- **TASK TO COMPLETE**: Find all lines in the listing that include the word "piped", then copy them.

- - -

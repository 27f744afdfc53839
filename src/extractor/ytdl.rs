use std::process::Stdio;

use async_trait::async_trait;
use chrono::Utc;
use serde::Deserialize;
use tokio::io::{AsyncBufReadExt, AsyncReadExt, BufReader};
use tokio::process::Command;

use crate::error::{Error, Result};
use crate::extractor::{Extractor, Provider, ProviderConfig, Track};

const DEFAULT_DOWNLOADER: &str = "yt-dlp";

/// Catch-all extractor shelling out to a youtube-dl-compatible downloader.
/// Registered last, it picks up every http(s) URL the native providers
/// don't claim.
pub struct YtdlExtractor;

impl YtdlExtractor {
    pub fn new() -> Self {
        Self
    }
}

impl Provider for YtdlExtractor {
    fn default_config(&self) -> ProviderConfig {
        ProviderConfig::from([("youtube-dl-path".to_string(), DEFAULT_DOWNLOADER.into())])
    }
}

#[async_trait]
impl Extractor for YtdlExtractor {
    fn matches(&self, _cfg: &ProviderConfig, input: &str) -> bool {
        input.starts_with("http://") || input.starts_with("https://")
    }

    async fn extract(&self, cfg: &ProviderConfig, input: &str) -> Result<Vec<Track>> {
        let path = cfg
            .get("youtube-dl-path")
            .and_then(|v| v.as_str())
            .unwrap_or(DEFAULT_DOWNLOADER);
        ytdl_get(path, input).await
    }
}

/// Runs the downloader in metadata mode and converts its JSON documents.
async fn ytdl_get(downloader_path: &str, input: &str) -> Result<Vec<Track>> {
    let mut child = Command::new(downloader_path)
        .arg("-j")
        .arg(input)
        // The downloader mangles some characters under LC_ALL=C.
        .env("LC_ALL", "en_US.UTF-8")
        .stdout(Stdio::piped())
        .stderr(Stdio::piped())
        .spawn()?;

    let stdout = child.stdout.take().expect("stdout is piped");
    let stderr = child.stderr.take().expect("stderr is piped");

    let error_scan = tokio::spawn(async move {
        let mut lines = BufReader::new(stderr).lines();
        let mut last = None;
        while let Ok(Some(line)) = lines.next_line().await {
            if let Some(msg) = line.strip_prefix("ERROR: ") {
                last = Some(msg.to_string());
            }
        }
        last
    });

    let mut raw = String::new();
    BufReader::new(stdout).read_to_string(&mut raw).await?;

    let status = child.wait().await?;
    let tool_error = error_scan.await.unwrap_or(None);
    if !status.success() {
        return Err(match tool_error {
            Some(msg) if msg.starts_with("Unsupported URL: ") => Error::UnsupportedUrl,
            Some(msg) => Error::Downloader(msg),
            None => Error::Downloader(format!("downloader exited with {status}")),
        });
    }

    parse_metadata_stream(&raw)
}

/// One metadata document per line; tracks keep the last video-free format,
/// which the downloader orders best-last.
fn parse_metadata_stream(raw: &str) -> Result<Vec<Track>> {
    let mut res = Vec::new();
    for document in serde_json::Deserializer::from_str(raw).into_iter::<YtdlMetadata>() {
        let m = document?;
        if let Some(format) = m.formats.iter().rev().find(|f| f.vcodec == "none") {
            res.push(Track {
                source_url: m.webpage_url,
                stream_url: format.url.clone(),
                title: m.title,
                playlist_title: m.playlist.unwrap_or_default(),
                description: m.description,
                uploader: m.uploader,
                duration: m.duration as i64,
                expires: Utc::now() + chrono::Duration::days(3650),
                ..Default::default()
            });
        }
    }
    Ok(res)
}

#[derive(Debug, Clone, Default, Deserialize)]
#[serde(default)]
struct YtdlMetadata {
    title: String,
    duration: f64,
    webpage_url: String,
    playlist: Option<String>,
    uploader: String,
    description: String,
    formats: Vec<YtdlFormat>,
}

#[derive(Debug, Clone, Default, Deserialize)]
#[serde(default)]
struct YtdlFormat {
    url: String,
    vcodec: String,
}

- - -

- **PROBLEM SOLUTION**:
        .stdout(Stdio::piped())
        .stderr(Stdio::piped())
    let stdout = child.stdout.take().expect("stdout is piped");
    let stderr = child.stderr.take().expect("stderr is piped");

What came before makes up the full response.